Cliff Steel (in the comics, Robotman) is a race care driver, witness of domestic violence as a child, who has become a drunken philanderer whose actions wind up killing his wife, leaving his child in the care of a reprobate, and his brain in the body of a robot. Now unable to feel, he must process his emotions, and come into his humanity as a non-human. Cliff meets, Jane, another member of the Doom Patrol, and has a second chance.
Jane has 64 personalities within her, and each personality has a different power. The Underground is where they all live, her mind – well not Jane’s because in Dissociative Identity Disorder there is primary identities and that is what Jane is. Not the true person, that is Kay. And it is the story of what happens with Adverse Childhood Experiences, and the psyche. Can Jane become whole?

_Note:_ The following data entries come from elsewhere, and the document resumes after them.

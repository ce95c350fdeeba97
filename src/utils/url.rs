//! URL helpers shared by the model client, the session bootstrap and the
//! validator.

/// Strip trailing slashes so endpoint joins never produce `//`.
///
/// ```
/// use pagepilot::utils::url::normalize_base_url;
///
/// assert_eq!(
///     normalize_base_url("https://generativelanguage.googleapis.com/v1beta///"),
///     "https://generativelanguage.googleapis.com/v1beta"
/// );
/// ```
pub fn normalize_base_url(base_url: &str) -> String {
    base_url.trim_end_matches('/').to_string()
}

/// Join a base URL and an endpoint path with exactly one slash.
///
/// ```
/// use pagepilot::utils::url::construct_api_url;
///
/// assert_eq!(
///     construct_api_url("https://example.com/v1beta/", "/models/gemini:streamGenerateContent"),
///     "https://example.com/v1beta/models/gemini:streamGenerateContent"
/// );
/// ```
pub fn construct_api_url(base_url: &str, endpoint: &str) -> String {
    let normalized_base = normalize_base_url(base_url);
    let endpoint = endpoint.trim_start_matches('/');
    format!("{}/{}", normalized_base, endpoint)
}

/// Parse an absolute `http`/`https` URL with a host.
///
/// The error is a short phrase suitable for a validation message.
pub fn parse_absolute_http_url(raw: &str) -> Result<reqwest::Url, String> {
    let url = reqwest::Url::parse(raw).map_err(|err| format!("is not an absolute URL ({err})"))?;
    match url.scheme() {
        "http" | "https" => {}
        other => return Err(format!("uses unsupported scheme {other}")),
    }
    if url.host_str().is_none_or(str::is_empty) {
        return Err("has no host".to_string());
    }
    Ok(url)
}

#[cfg(test)]
mod tests {
    use super::*;

    #[test]
    fn construct_api_url_joins_without_double_slashes() {
        assert_eq!(
            construct_api_url("https://api.example.com/v1beta", "models/x:generate"),
            "https://api.example.com/v1beta/models/x:generate"
        );
        assert_eq!(
            construct_api_url("https://api.example.com/v1beta//", "//models/x:generate"),
            "https://api.example.com/v1beta/models/x:generate"
        );
    }

    #[test]
    fn parse_absolute_http_url_accepts_http_and_https() {
        assert!(parse_absolute_http_url("https://mcp.example.com/s/abc").is_ok());
        assert!(parse_absolute_http_url("http://localhost:8080/mcp").is_ok());
    }

    #[test]
    fn parse_absolute_http_url_rejects_relative_and_foreign_schemes() {
        assert!(parse_absolute_http_url("/relative/path")
            .unwrap_err()
            .starts_with("is not an absolute URL"));
        assert_eq!(
            parse_absolute_http_url("ftp://files.example.com/x").unwrap_err(),
            "uses unsupported scheme ftp"
        );
        assert!(parse_absolute_http_url("not a url").is_err());
    }
}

The series episodes all use the title format BLANK Patrol. The eighth episode of season one is “Jane Patrol” and thanks to the Negative Entity, Cliff is able to travel into Jane’s Underground to find her.
As Jane has gone catatonic after the previous episodes marriage shenanigans of her personality Karen. It is an opportunity to meet the personalities as they exist in the Underground for the viewer. Those that surface, and those that exist simply to protect from memories. As one goes deeper into the Underground more darker memories are locked away. The goal is Jane has to choose to re-emerge as the primary, or to cease to exist as a previous primary Miranda had. Cliff is journeying with Penny Farthing (the one that avoids all risks) to find and save Jane.
It is a visual and artistic journey that illustrates how trauma echoes exist, cause pain, and that even how good memories can be suppressed as so dark. For the first meeting of Cliff and Jane is witnessed and Cliff asks Penny why it is there. Penny responds there is nothing more dangerous than giving hope.
As the episode draws to resolution it appears Jane has dealt with the control monster of her rapist-incest father, only to have her laying on her bed smiling and the echo of his voice to be heard.
Each era has created its own challenges and traumas for people depending on their life. Some we have learned from and strive to change and correct. Most we just shake our heads at and state, get over it and move on. The repression cycle does not help anyone, just creates cycles of violence, pain and trauma. Doom Patrol is fun (I mean a donkey tunnel, a talking grass hopper, a rat seeking vengeance on Cliff for running over his mother to name but a few plot points), but it raises questions on what it takes for healing and wholeness, and what we as a community need to do differently so as not to be making the same mistakes.